Budget-bounded model-checking pushdown systems

  • Parosh Aziz Abdulla
  • Mohamed Faouzi AtigEmail author
  • Othmane Rezine
  • Jari Stenman
Article

Abstract

We address the verification problem for concurrent programs modeled as multi-pushdown systems (MPDS). In general, MPDS are Turing powerful and hence come along with undecidability of all basic decision problems. Because of this, several subclasses of MPDS have been proposed and studied in the literature (Atig et al. in LNCS, Springer, Berlin, 2005; La Torre et al. in LICS, IEEE, 2007; Lange and Lei in Inf Didact 8, 2009; Qadeer and Rehof in TACAS, LNCS, Springer, Berlin, 2005).

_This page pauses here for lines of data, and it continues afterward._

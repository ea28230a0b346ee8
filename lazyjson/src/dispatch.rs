// SPDX-License-Identifier: Apache-2.0

//! Routing object fields to handlers.
//!
//! Two layers: [`dispatch`] builds a one-off chain inside a [`parse_object`] callback,
//! while [`Dispatcher`] is declared once per object shape and run over many documents.

use alloc::boxed::Box;
use alloc::vec::Vec;

use crate::context::NestedStatus;
use crate::parse_error::{ErrorReason, ParseError};
use crate::parser::{parse_array, parse_object};
use crate::value::Value;
use crate::Context;

/// Skips the value a callback was just handed.
///
/// Scalars are already consumed, so this only has work to do for an object or array,
/// which it parses and discards recursively.
pub fn ignore<C: Context + ?Sized>(ctx: &C) -> Result<(), ParseError> {
    match ctx.nesting().status() {
        NestedStatus::None => Ok(()),
        NestedStatus::Object => parse_object(ctx, |_, _| ignore(ctx)),
        NestedStatus::Array => parse_array(ctx, |_| ignore(ctx)),
    }
}

#[derive(Debug)]
enum Outcome {
    Unmatched,
    Handled,
    Failed(ParseError),
}

/// A chain of field-name rules evaluated once, see [`dispatch`].
#[must_use = "call `finish` to learn whether a handler failed"]
#[derive(Debug)]
pub struct Dispatch<'n> {
    field_name: &'n str,
    outcome: Outcome,
}

/// Starts a dispatch chain for `field_name`.
///
/// Rules are tried left to right and the first matching one runs; later rules are
/// skipped. `any` matches every name.
///
/// # Example
///
/// ```rust
/// use lazyjson::{dispatch, ignore, parse_object, ConstBufferContext};
///
/// let ctx = ConstBufferContext::new(br#"{"x": 1, "skip": {"deep": []}, "y": 2}"#);
/// let (mut x, mut y) = (0, 0);
/// parse_object(&ctx, |name, value| {
///     dispatch(name)
///         .on("x", || value.store_into(&mut x))
///         .on("y", || value.store_into(&mut y))
///         .any(|| ignore(&ctx))
///         .finish()?;
///     Ok(())
/// })
/// .unwrap();
/// assert_eq!((x, y), (1, 2));
/// ```
pub fn dispatch(field_name: &str) -> Dispatch<'_> {
    Dispatch {
        field_name,
        outcome: Outcome::Unmatched,
    }
}

impl Dispatch<'_> {
    /// Runs `handler` if no earlier rule matched and the field is called `name`.
    pub fn on<F>(self, name: &str, handler: F) -> Self
    where
        F: FnOnce() -> Result<(), ParseError>,
    {
        if self.field_name == name {
            self.fire(handler)
        } else {
            self
        }
    }

    /// Runs `handler` if no earlier rule matched.
    pub fn any<F>(self, handler: F) -> Self
    where
        F: FnOnce() -> Result<(), ParseError>,
    {
        self.fire(handler)
    }

    fn fire<F>(mut self, handler: F) -> Self
    where
        F: FnOnce() -> Result<(), ParseError>,
    {
        if let Outcome::Unmatched = self.outcome {
            self.outcome = match handler() {
                Ok(()) => Outcome::Handled,
                Err(err) => Outcome::Failed(err),
            };
        }
        self
    }

    /// Whether a handler ran, or the error it returned.
    pub fn finish(self) -> Result<bool, ParseError> {
        match self.outcome {
            Outcome::Unmatched => Ok(false),
            Outcome::Handled => Ok(true),
            Outcome::Failed(err) => Err(err),
        }
    }
}

/// The kind of a handler registered on a [`Dispatcher`].
#[derive(Debug, Clone, Copy, PartialEq, Eq)]
pub enum HandlerKind {
    Required,
    Optional,
    Ignored,
    Any,
    IgnoreAny,
}

/// A handler as reported by [`DispatcherRun::inspect`].
#[derive(Debug, Clone, Copy, PartialEq, Eq)]
pub struct HandlerInfo<'h> {
    pub kind: HandlerKind,
    /// `None` for wildcard handlers.
    pub field_name: Option<&'h str>,
}

type FieldFn<'h, 'c, T> =
    Box<dyn Fn(&mut T, Value<'c>, &'c dyn Context) -> Result<(), ParseError> + 'h>;

type AnyFn<'h, 'c, T> = Box<
    dyn Fn(&mut T, &'c str, Value<'c>, &'c dyn Context) -> Result<bool, ParseError> + 'h,
>;

enum Action<'h, 'c, T> {
    Field(FieldFn<'h, 'c, T>),
    Ignore,
    Any(AnyFn<'h, 'c, T>),
    IgnoreAny,
}

struct Handler<'h, 'c, T> {
    info: HandlerInfo<'h>,
    action: Action<'h, 'c, T>,
}

/// A reusable set of field handlers for one object shape.
///
/// Handlers receive the target (`&mut T`), the field's value and the context, so they
/// can convert scalars or recurse into nested containers themselves. To fill several
/// variables, make `T` a tuple of them.
///
/// `'h` bounds the field names and handlers, `'c` the borrow of the context being parsed.
/// Values live for `'c`, so a target may keep `&'c str` slices of the document; the
/// contexts a dispatcher runs on must therefore outlive it.
///
/// Each field goes to the first named handler with that name, otherwise to the `any`
/// handlers in order until one accepts it, otherwise to `ignore_any` if present; if
/// nothing takes it the run fails with [`ErrorReason::UnhandledField`]. When the object
/// ends, a required handler that never ran fails the run with
/// [`ErrorReason::MissingField`].
///
/// # Example
///
/// ```rust
/// use lazyjson::{parse_array, ConstBufferContext, Dispatcher};
///
/// #[derive(Default)]
/// struct Order {
///     ticker: String,
///     price: f64,
///     tags: Vec<String>,
/// }
///
/// let ctx = ConstBufferContext::new(br#"{"ticker": "ACME", "price": 9.5, "comment": {}}"#);
/// let dispatcher = Dispatcher::new()
///     .required("ticker", |order: &mut Order, value, _| value.store_into(&mut order.ticker))
///     .required("price", |order: &mut Order, value, _| value.store_into(&mut order.price))
///     .optional("tags", |order: &mut Order, _, ctx| {
///         parse_array(ctx, |tag| {
///             order.tags.push(tag.to()?);
///             Ok(())
///         })
///     })
///     .ignored("comment");
///
/// let mut order = Order::default();
/// dispatcher.run(&ctx, &mut order).unwrap();
/// assert_eq!(order.ticker, "ACME");
/// assert_eq!(order.price, 9.5);
/// ```
pub struct Dispatcher<'h, 'c, T> {
    handlers: Vec<Handler<'h, 'c, T>>,
}

impl<T> Default for Dispatcher<'_, '_, T> {
    fn default() -> Self {
        Self {
            handlers: Vec::new(),
        }
    }
}

impl<'h, 'c, T> Dispatcher<'h, 'c, T> {
    pub fn new() -> Self {
        Self::default()
    }

    fn with(
        mut self,
        kind: HandlerKind,
        field_name: Option<&'h str>,
        action: Action<'h, 'c, T>,
    ) -> Self {
        self.handlers.push(Handler {
            info: HandlerInfo { kind, field_name },
            action,
        });
        self
    }

    /// Handles `name`, which must appear at least once.
    pub fn required<F>(self, name: &'h str, handler: F) -> Self
    where
        F: Fn(&mut T, Value<'c>, &'c dyn Context) -> Result<(), ParseError> + 'h,
    {
        self.with(
            HandlerKind::Required,
            Some(name),
            Action::Field(Box::new(handler)),
        )
    }

    /// Handles `name` if it appears.
    pub fn optional<F>(self, name: &'h str, handler: F) -> Self
    where
        F: Fn(&mut T, Value<'c>, &'c dyn Context) -> Result<(), ParseError> + 'h,
    {
        self.with(
            HandlerKind::Optional,
            Some(name),
            Action::Field(Box::new(handler)),
        )
    }

    /// Accepts and skips `name`.
    pub fn ignored(self, name: &'h str) -> Self {
        self.with(HandlerKind::Ignored, Some(name), Action::Ignore)
    }

    /// Offers every field no named handler took; return `Ok(false)` to pass it on.
    pub fn any<F>(self, handler: F) -> Self
    where
        F: Fn(&mut T, &'c str, Value<'c>, &'c dyn Context) -> Result<bool, ParseError> + 'h,
    {
        self.with(HandlerKind::Any, None, Action::Any(Box::new(handler)))
    }

    /// Skips every field nothing else took, instead of failing.
    pub fn ignore_any(self) -> Self {
        self.with(HandlerKind::IgnoreAny, None, Action::IgnoreAny)
    }

    /// Starts a run for feeding fields by hand.
    pub fn start(&self) -> DispatcherRun<'_, 'h, 'c, T> {
        DispatcherRun {
            dispatcher: self,
            counts: alloc::vec![0; self.handlers.len()],
        }
    }

    /// Parses one object from `ctx`, dispatching every field into `target`.
    pub fn run(&self, ctx: &'c dyn Context, target: &mut T) -> Result<(), ParseError> {
        let mut run = self.start();
        parse_object(ctx, |name, value| run.handle(name, value, ctx, &mut *target))?;
        run.finish(ctx)
    }
}

/// The state of one [`Dispatcher`] pass over an object: how often each handler ran.
pub struct DispatcherRun<'d, 'h, 'c, T> {
    dispatcher: &'d Dispatcher<'h, 'c, T>,
    counts: Vec<usize>,
}

impl<'h, 'c, T> DispatcherRun<'_, 'h, 'c, T> {
    /// Dispatches one field.
    pub fn handle(
        &mut self,
        name: &'c str,
        value: Value<'c>,
        ctx: &'c dyn Context,
        target: &mut T,
    ) -> Result<(), ParseError> {
        let dispatcher = self.dispatcher;
        let handlers = &dispatcher.handlers;

        let named = handlers
            .iter()
            .enumerate()
            .find(|(_, handler)| handler.info.field_name == Some(name));
        if let Some((index, handler)) = named {
            match &handler.action {
                Action::Field(handle) => handle(&mut *target, value, ctx)?,
                _ => ignore(ctx)?,
            }
            self.count(index);
            return Ok(());
        }

        for (index, handler) in handlers.iter().enumerate() {
            if let Action::Any(handle) = &handler.action {
                if handle(&mut *target, name, value, ctx)? {
                    self.count(index);
                    return Ok(());
                }
            }
        }

        let catch_all = handlers
            .iter()
            .position(|handler| matches!(handler.action, Action::IgnoreAny));
        match catch_all {
            Some(index) => {
                ignore(ctx)?;
                self.count(index);
                Ok(())
            }
            None => {
                log::debug!("no handler for field {name:?}");
                Err(ParseError::at(ctx, ErrorReason::UnhandledField(name.into())))
            }
        }
    }

    fn count(&mut self, index: usize) {
        if let Some(count) = self.counts.get_mut(index) {
            *count += 1;
        }
    }

    /// Checks that every required handler ran at least once.
    pub fn finish(&self, ctx: &dyn Context) -> Result<(), ParseError> {
        let missing = self
            .dispatcher
            .handlers
            .iter()
            .zip(&self.counts)
            .find(|(handler, count)| handler.info.kind == HandlerKind::Required && **count == 0);
        match missing {
            Some((handler, _)) => {
                let name = handler.info.field_name.unwrap_or_default();
                log::debug!("required field {name:?} missing");
                Err(ParseError::at(ctx, ErrorReason::MissingField(name.into())))
            }
            None => Ok(()),
        }
    }

    /// Calls `visit` with every handler, in declaration order, and how often it ran.
    pub fn inspect<F>(&self, mut visit: F)
    where
        F: FnMut(HandlerInfo<'h>, usize),
    {
        for (handler, &count) in self.dispatcher.handlers.iter().zip(&self.counts) {
            visit(handler.info, count);
        }
    }
}

#[cfg(test)]
mod tests {
    use super::*;
    use crate::{ConstBufferContext, ValueType};
    use alloc::string::String;
    use test_log::test;

    #[test]
    fn test_first_matching_rule_wins() {
        let mut fired = Vec::new();
        let handled = dispatch("b")
            .on("a", || {
                fired.push("a");
                Ok(())
            })
            .on("b", || {
                fired.push("b");
                Ok(())
            })
            .on("b", || {
                fired.push("b again");
                Ok(())
            })
            .any(|| {
                fired.push("any");
                Ok(())
            })
            .finish()
            .unwrap();
        assert!(handled);
        assert_eq!(fired, ["b"]);
    }

    #[test]
    fn test_any_fires_when_nothing_else_matches() {
        let mut fired = None;
        dispatch("zzz")
            .on("a", || Ok(()))
            .any(|| {
                fired = Some("any");
                Ok(())
            })
            .finish()
            .unwrap();
        assert_eq!(fired, Some("any"));
    }

    #[test]
    fn test_unmatched_chain_reports_false() {
        assert!(!dispatch("c").on("a", || Ok(())).finish().unwrap());
    }

    #[test]
    fn test_handler_error_is_returned() {
        let err = dispatch("a")
            .on("a", || Err(ParseError::new(3, ErrorReason::OutOfRange)))
            .any(|| panic!("must not run after a match"))
            .finish()
            .unwrap_err();
        assert_eq!(err.reason(), &ErrorReason::OutOfRange);
    }

    #[test]
    fn test_ignore_skips_nested_values() {
        let ctx = ConstBufferContext::new(br#"{"a":[{"b":[1,{}]},"s"],"c":{"d":null},"e":5}"#);
        let mut kept = Vec::new();
        parse_object(&ctx, |name, value| {
            if value.value_type() == ValueType::Number {
                kept.push(name);
            }
            ignore(&ctx)
        })
        .unwrap();
        assert_eq!(kept, ["e"]);
    }

    #[test]
    fn test_ignore_on_scalar_is_noop() {
        let ctx = ConstBufferContext::new(b"[1]");
        parse_array(&ctx, |_| ignore(&ctx)).unwrap();
    }

    #[test]
    fn test_dispatcher_counts_handlers() {
        let ctx = ConstBufferContext::new(br#"{"a":1,"a":2,"c":[],"x":{}}"#);
        let dispatcher = Dispatcher::new()
            .required("a", |t: &mut (i32, String), v, _| v.store_into(&mut t.0))
            .optional("b", |t: &mut (i32, String), v, _| v.store_into(&mut t.1))
            .ignored("c")
            .ignore_any();
        let mut run = dispatcher.start();
        let mut target = (0, String::new());
        parse_object(&ctx, |name, value| run.handle(name, value, &ctx, &mut target)).unwrap();
        run.finish(&ctx).unwrap();
        assert_eq!(target.0, 2);

        let mut seen = Vec::new();
        run.inspect(|info, count| seen.push((info.kind, info.field_name, count)));
        assert_eq!(
            seen,
            [
                (HandlerKind::Required, Some("a"), 2),
                (HandlerKind::Optional, Some("b"), 0),
                (HandlerKind::Ignored, Some("c"), 1),
                (HandlerKind::IgnoreAny, None, 1),
            ]
        );
    }
}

In this paper, we propose the class of bounded-budget MPDS, which are restricted in the sense that each stack can perform an unbounded number of context switches only if its depth is below a given bound, and a bounded number of context switches otherwise. We show that the reachability problem for this subclass is Pspace-complete and that LTL-model-checking is Exptime-complete. Furthermore, we propose a code-to-code translation that inputs a concurrent program \(P\) and produces a sequential program \(P'\) such that running \(P\) under the budget-bounded restriction yields the same set of reachable states as running \(P'\). Moreover, detecting (fair) non-terminating executions in \(P\) can be reduced to LTL-Model-Checking of \(P'\). By leveraging standard sequential analysis tools, we have implemented a prototype tool and applied it on a set of benchmarks, showing the feasibility of our translation.

Keywords

Concurrent pushdown systems Verification problems LTL-model-checking Reachability problem Recursive programs 

Notes

Acknowledgments

This work was supported in part by the Swedish Research Council and carried out within the Linnaeus centre of excellence UPMARC, Uppsala Programming for Multicore Architectures Research Center.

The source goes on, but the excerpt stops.